Sarah stitching Piroska embroidery with her teacher near Huedin, Romania.
Sarah followed her art practice of wayfinding to seek out the textiles and the people who were knowledgeable about these traditions. Following her curiosity led to a series of serendipitous connections that eventually inspired Sarah to create ThreadWritten, where she seeks to preserve embroidery traditions and honor their origins. Today Sarah teaches workshops in Hungarian, Armenian, Portuguese, Mexican and Ukrainian embroidery and Icelandic net bags as well as workshops that encourage art-making inspired by these traditions. She also leads a series of small group travel tours where participants learn from artisans in lesser-traveled regions of Portugal, Hungary, and Romania.

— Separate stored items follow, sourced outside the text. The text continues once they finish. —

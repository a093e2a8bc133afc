//! Object storage backends.

pub mod backend;
pub mod gcs;
pub mod local;
pub(crate) mod object;
pub mod s3;
pub mod types;

use std::sync::Arc;

use tracing::info;

use crate::config::{StorageConfig, StorageSelection};
use crate::error::Result;

pub use backend::{ContentReader, ContentWriter, StorageBackend};
pub use gcs::GcsFs;
pub use local::LocalBackend;
pub use s3::S3Fs;
pub use types::*;

/// Build the backend named by `[storage].provider`.
pub fn backend_from_config(config: &StorageConfig) -> Result<Arc<dyn StorageBackend>> {
    let backend: Arc<dyn StorageBackend> = match config.selection()? {
        StorageSelection::S3(settings) => Arc::new(S3Fs::from_settings(&settings)?),
        StorageSelection::Minio(settings) => Arc::new(S3Fs::from_minio(&settings)?),
        StorageSelection::Gcs(settings) => Arc::new(GcsFs::from_settings(&settings)?),
        StorageSelection::Local(settings) => Arc::new(LocalBackend::new(settings.root_dir)),
    };
    info!(provider = %backend.provider_kind(), "Storage backend ready");
    Ok(backend)
}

Recently, she has been co-leading workshops on traditional Ukrainian stitching and raising money to support the war relief efforts in Ukraine. 
                                   
L: Embroidered blouse from Borshchiv, Ukraine;
R: Transylvanian Hungarian vest.
In addition to teaching, Sarah also has a rich artistic practice and her work combines photography, stitching, wayfinding, and three-dimensional cut paper to create palimpsests that mix memory, tradition, and her own contemporary spin on historical traditions.
                
Examples of Sarah’s artwork.

Sarah says: 

“I am deeply curious about the world, how the things people make reveal who they are, and the culture of textiles: what we wear on our bodies and use in our homes. I excavate and curate the past and the present by stitching and cutting photographs, curling back the paper to make the images three-dimensional. I use photos from my daily life as an American living in Amsterdam and my travels working with embroiderers in Eastern and Southern Europe.

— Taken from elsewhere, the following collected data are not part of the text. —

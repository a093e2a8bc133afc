//! Error taxonomy for the sync agent.
//!
//! Every failure the core can surface maps onto one variant here. Per-file
//! failures are logged and counted by the orchestrator; only validation and
//! persistence errors are returned to callers of the folder-management API.

use std::path::PathBuf;

use thiserror::Error;

/// Errors produced by the sync core.
#[derive(Debug, Error)]
pub enum SyncError {
    /// A folder definition was rejected (bad path, duplicate path, bad id).
    #[error("invalid folder: {0}")]
    Validation(String),

    /// The OS notification source could not be created.
    #[error("failed to create file watcher: {0}")]
    WatcherInit(String),

    /// The OS-level watch could not be registered for a path.
    #[error("failed to watch {path}: {reason}")]
    WatchRegistration { path: PathBuf, reason: String },

    /// The upload queue is at capacity; the task was not accepted.
    #[error("upload queue is full (capacity {capacity})")]
    QueueFull { capacity: usize },

    /// A single upload attempt failed.
    #[error("upload of {key} failed: {reason}")]
    Upload { key: String, reason: String },

    /// Listing the remote namespace failed.
    #[error("failed to list remote prefix '{prefix}': {reason}")]
    RemoteList { prefix: String, reason: String },

    /// Downloading a remote object failed.
    #[error("failed to download {key}: {reason}")]
    Download { key: String, reason: String },

    /// The configuration could not be written back.
    #[error("failed to persist configuration: {0}")]
    ConfigPersist(String),

    /// The configuration is malformed or names an unknown provider.
    #[error("invalid configuration: {0}")]
    Config(String),

    #[error("folder {0} does not exist")]
    FolderNotFound(String),

    #[error("a full sync is already in progress")]
    SyncInProgress,

    #[error("{0} is not running")]
    NotRunning(&'static str),

    #[error("operation cancelled")]
    Cancelled,

    #[error("I/O error: {0}")]
    Io(#[from] std::io::Error),

    #[error("storage error: {0:#}")]
    Storage(#[from] anyhow::Error),
}

impl SyncError {
    /// True for errors that the caller caused and that left state untouched.
    pub fn is_validation(&self) -> bool {
        matches!(self, Self::Validation(_))
    }
}

/// Result alias used throughout the crate.
pub type Result<T> = std::result::Result<T, SyncError>;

My work is a process of wayfinding, mapping, and place-making, noting a street giveaway now broken and left for trash or a dropped braid of hay as a synchronistic sign along the way. I also use images of 19th-century clothing, interlacing the contours of memory, cultural emblems, and the reality of living in a disposable visual culture. A ribbon is a line, is a seam, is a silhouette. A bow is an ‘X,’ is a cross-stitch, is a signature. A curtain is a blouse, is a veil, is a curtain.”

Postcard in a window in Amsterdam

The Embroiderer - Spring 2022 Story Collection includes four mini skeins (each approx. 25g) of worsted weight 100% superwash wool milled in the US. The collection will be available to order from our web shop starting on Sunday, May 1 at 9am PST here: https://quillandquiverfiber.com/products/the-embroiderer-spring-2022-story-collection

The colorways in the collection are (clockwise from top left):

  Dead of Night - A vibrant black with hints of emerald green, peacock blue, maroon and violet. This yarn reads as black from a distance, but up close is a kaleidoscope of color.
Paprika - The traditional red of Kalotaszeg embroidery. A bright cherry red with pops of fuschia and dark rusty red.
Alpine Green - Inspired by the natural alpine landscape of the region, this bold base of shamrock green has cerulean blue and parrot green accents.
Sunburst - This canary yellow has soft coral and cantaloupe highlights and is often used as an accent color in Kalotaszeg embroidered aprons.